[Saved data entries]
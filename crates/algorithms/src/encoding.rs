//! Byte encodings shared by the point types
//!
//! Coordinates are big-endian `MODBYTES`-byte integers that must be below
//! the modulus. Points carry a leading tag byte except on the twist, whose
//! encoding is the four coordinates `Xa | Xb | Ya | Yb`.

use core::fmt;

use milagro_params::arch::MODBYTES;
use milagro_params::sizes::UNCOMPRESSED_POINT_SIZE;

use crate::error::{validate, Error, Result};
use crate::field::{FieldConfig, Fp};

/// An encoded curve point, at most [`UNCOMPRESSED_POINT_SIZE`] bytes
#[derive(Clone, Copy, PartialEq, Eq)]
pub struct PointBytes {
    buf: [u8; UNCOMPRESSED_POINT_SIZE],
    len: usize,
}

impl PointBytes {
    pub(crate) fn from_slice(bytes: &[u8]) -> Self {
        debug_assert!(bytes.len() <= UNCOMPRESSED_POINT_SIZE);
        let mut buf = [0u8; UNCOMPRESSED_POINT_SIZE];
        buf[..bytes.len()].copy_from_slice(bytes);
        PointBytes {
            buf,
            len: bytes.len(),
        }
    }

    /// Encoded length in bytes
    pub fn len(&self) -> usize {
        self.len
    }

    /// Whether the encoding is empty, which never happens for a valid point
    pub fn is_empty(&self) -> bool {
        self.len == 0
    }

    /// Leading tag byte
    pub fn tag(&self) -> u8 {
        self.buf[0]
    }
}

impl AsRef<[u8]> for PointBytes {
    fn as_ref(&self) -> &[u8] {
        &self.buf[..self.len]
    }
}

impl fmt::Debug for PointBytes {
    fn fmt(&self, f: &mut fmt::Formatter<'_>) -> fmt::Result {
        for b in self.as_ref() {
            write!(f, "{:02x}", b)?;
        }
        Ok(())
    }
}

/// Split off the tag byte of a non-empty encoding
pub(crate) fn split_tag<'a>(bytes: &'a [u8], context: &'static str) -> Result<(u8, &'a [u8])> {
    validate::min_length(context, bytes.len(), 1)?;
    Ok((bytes[0], &bytes[1..]))
}

/// Decode one canonical coordinate
pub(crate) fn coordinate<F: FieldConfig>(bytes: &[u8], context: &'static str) -> Result<Fp<F>> {
    validate::length(context, bytes.len(), MODBYTES)?;
    Fp::from_slice(bytes).map_err(|_| Error::Encoding {
        context,
        reason: "coordinate not below the modulus",
    })
}

/// Lowercase hex of a byte string, as used by the test vectors
#[cfg(feature = "alloc")]
pub fn to_hex(bytes: &[u8]) -> alloc::string::String {
    hex::encode(bytes)
}

/// Decode a hex string into bytes
#[cfg(feature = "alloc")]
pub fn from_hex(s: &str) -> Result<alloc::vec::Vec<u8>> {
    hex::decode(s).map_err(|_| Error::Encoding {
        context: "hex string",
        reason: "invalid hex digit or odd length",
    })
}

#[cfg(feature = "alloc")]
mod serialize {
    use alloc::vec::Vec;

    use milagro_api::{Result as CoreResult, Serialize};
    use milagro_params::sizes::{FP12_SIZE, TWIST_POINT_SIZE};

    use crate::ec::{
        EdwardsCurve, EdwardsPoint, MontgomeryCurve, MontgomeryPoint, PairingCurve, TwistPoint,
        WeierstrassCurve, WeierstrassPoint,
    };
    use crate::error::{to_core_result, validate, Error};
    use crate::field::{FieldConfig, Fp12};

    impl<C: WeierstrassCurve> Serialize for WeierstrassPoint<C> {
        fn from_bytes(bytes: &[u8]) -> CoreResult<Self> {
            to_core_result(WeierstrassPoint::from_bytes(bytes), "weierstrass point")
        }

        fn to_bytes(&self) -> Vec<u8> {
            WeierstrassPoint::to_bytes(self, false).as_ref().to_vec()
        }
    }

    impl<C: EdwardsCurve> Serialize for EdwardsPoint<C> {
        fn from_bytes(bytes: &[u8]) -> CoreResult<Self> {
            to_core_result(EdwardsPoint::from_bytes(bytes), "edwards point")
        }

        fn to_bytes(&self) -> Vec<u8> {
            EdwardsPoint::to_bytes(self, false).as_ref().to_vec()
        }
    }

    impl<C: MontgomeryCurve> Serialize for MontgomeryPoint<C> {
        fn from_bytes(bytes: &[u8]) -> CoreResult<Self> {
            to_core_result(MontgomeryPoint::from_bytes(bytes), "montgomery point")
        }

        fn to_bytes(&self) -> Vec<u8> {
            MontgomeryPoint::to_bytes(self).as_ref().to_vec()
        }
    }

    impl<C: PairingCurve> Serialize for TwistPoint<C> {
        fn from_bytes(bytes: &[u8]) -> CoreResult<Self> {
            to_core_result(TwistPoint::from_slice(bytes), "twist point")
        }

        fn to_bytes(&self) -> Vec<u8> {
            let b: [u8; TWIST_POINT_SIZE] = TwistPoint::to_bytes(self);
            b.to_vec()
        }
    }

    impl<F: FieldConfig> Serialize for Fp12<F> {
        fn from_bytes(bytes: &[u8]) -> CoreResult<Self> {
            let decoded = (|| {
                validate::length("fp12 element", bytes.len(), FP12_SIZE)?;
                let mut arr = [0u8; FP12_SIZE];
                arr.copy_from_slice(bytes);
                Option::from(Fp12::from_bytes(&arr)).ok_or(Error::Encoding {
                    context: "fp12 element",
                    reason: "coefficient not below the modulus",
                })
            })();
            to_core_result(decoded, "fp12 element")
        }

        fn to_bytes(&self) -> Vec<u8> {
            Fp12::to_bytes(self).to_vec()
        }
    }
}

#[cfg(test)]
mod tests {
    use super::*;
    use crate::curves::Bn254Fp;

    #[test]
    fn test_point_bytes_slice() {
        let p = PointBytes::from_slice(&[0x02, 0xaa, 0xbb]);
        assert_eq!(p.len(), 3);
        assert_eq!(p.tag(), 0x02);
        assert_eq!(p.as_ref(), &[0x02, 0xaa, 0xbb]);
        assert!(!p.is_empty());
    }

    #[test]
    fn test_split_tag_rejects_empty() {
        assert!(matches!(
            split_tag(&[], "test"),
            Err(Error::Length { expected: 1, actual: 0, .. })
        ));
    }

    #[test]
    fn test_coordinate_rejects_modulus() {
        let p = <Bn254Fp as FieldConfig>::MODULUS.to_bytes();
        assert!(matches!(
            coordinate::<Bn254Fp>(&p, "test"),
            Err(Error::Encoding { .. })
        ));
        let mut below = p;
        below[MODBYTES - 1] -= 1;
        assert!(coordinate::<Bn254Fp>(&below, "test").is_ok());
        assert!(coordinate::<Bn254Fp>(&p[1..], "test").is_err());
    }
}
//! Elliptic curve points in the three supported shapes and on the sextic
//! twist of a pairing-friendly curve
//!
//! Curves are compile-time markers implementing [`CurveConfig`] plus one of
//! the shape traits. Every point type is `Copy`, compares in constant time
//! across coordinate systems and returns new values from its group
//! operations.

/// Operator impls forwarding to the inherent `add`, `sub`, `neg` and `mul`
/// of a point type generic over a curve marker
macro_rules! impl_point_ops {
    ($t:ident, $bound:ident) => {
        impl<'a, 'b, C: $bound> core::ops::Add<&'b $t<C>> for &'a $t<C> {
            type Output = $t<C>;

            #[inline]
            fn add(self, rhs: &'b $t<C>) -> $t<C> {
                $t::<C>::add(self, rhs)
            }
        }

        impl<C: $bound> core::ops::Add<$t<C>> for $t<C> {
            type Output = $t<C>;

            #[inline]
            fn add(self, rhs: $t<C>) -> $t<C> {
                $t::<C>::add(&self, &rhs)
            }
        }

        impl<'a, 'b, C: $bound> core::ops::Sub<&'b $t<C>> for &'a $t<C> {
            type Output = $t<C>;

            #[inline]
            fn sub(self, rhs: &'b $t<C>) -> $t<C> {
                $t::<C>::sub(self, rhs)
            }
        }

        impl<C: $bound> core::ops::Sub<$t<C>> for $t<C> {
            type Output = $t<C>;

            #[inline]
            fn sub(self, rhs: $t<C>) -> $t<C> {
                $t::<C>::sub(&self, &rhs)
            }
        }

        impl<'a, C: $bound> core::ops::Neg for &'a $t<C> {
            type Output = $t<C>;

            #[inline]
            fn neg(self) -> $t<C> {
                $t::<C>::neg(self)
            }
        }

        impl<C: $bound> core::ops::Neg for $t<C> {
            type Output = $t<C>;

            #[inline]
            fn neg(self) -> $t<C> {
                $t::<C>::neg(&self)
            }
        }

        impl<C: $bound> core::ops::AddAssign<$t<C>> for $t<C> {
            #[inline]
            fn add_assign(&mut self, rhs: $t<C>) {
                *self = $t::<C>::add(self, &rhs);
            }
        }

        impl<C: $bound> core::ops::SubAssign<$t<C>> for $t<C> {
            #[inline]
            fn sub_assign(&mut self, rhs: $t<C>) {
                *self = $t::<C>::sub(self, &rhs);
            }
        }

        impl_point_ops!(@scalar $t, $bound);
    };

    (@scalar $t:ident, $bound:ident) => {
        impl<'a, 'b, C: $bound> core::ops::Mul<&'b $crate::bigint::Big> for &'a $t<C> {
            type Output = $t<C>;

            #[inline]
            fn mul(self, e: &'b $crate::bigint::Big) -> $t<C> {
                $t::<C>::mul(self, e)
            }
        }

        impl<'b, C: $bound> core::ops::Mul<&'b $crate::bigint::Big> for $t<C> {
            type Output = $t<C>;

            #[inline]
            fn mul(self, e: &'b $crate::bigint::Big) -> $t<C> {
                $t::<C>::mul(&self, e)
            }
        }
    };
}

mod config;
mod edwards;
mod montgomery;
mod scalar;
mod twist;
mod weierstrass;

pub use config::{
    Base, CurveConfig, EdwardsCurve, MontgomeryCurve, PairingCurve, WeierstrassCurve,
};
pub use edwards::EdwardsPoint;
pub use montgomery::MontgomeryPoint;
pub use twist::TwistPoint;
pub(crate) use twist::StepKind;
pub use weierstrass::WeierstrassPoint;

#[cfg(test)]
mod tests;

■ **WHAT IS EXPECTED**
Please work out how many lines in the records hold the string "ident", and give only the number.

■ **RESULT OF THE EXERCISE**
2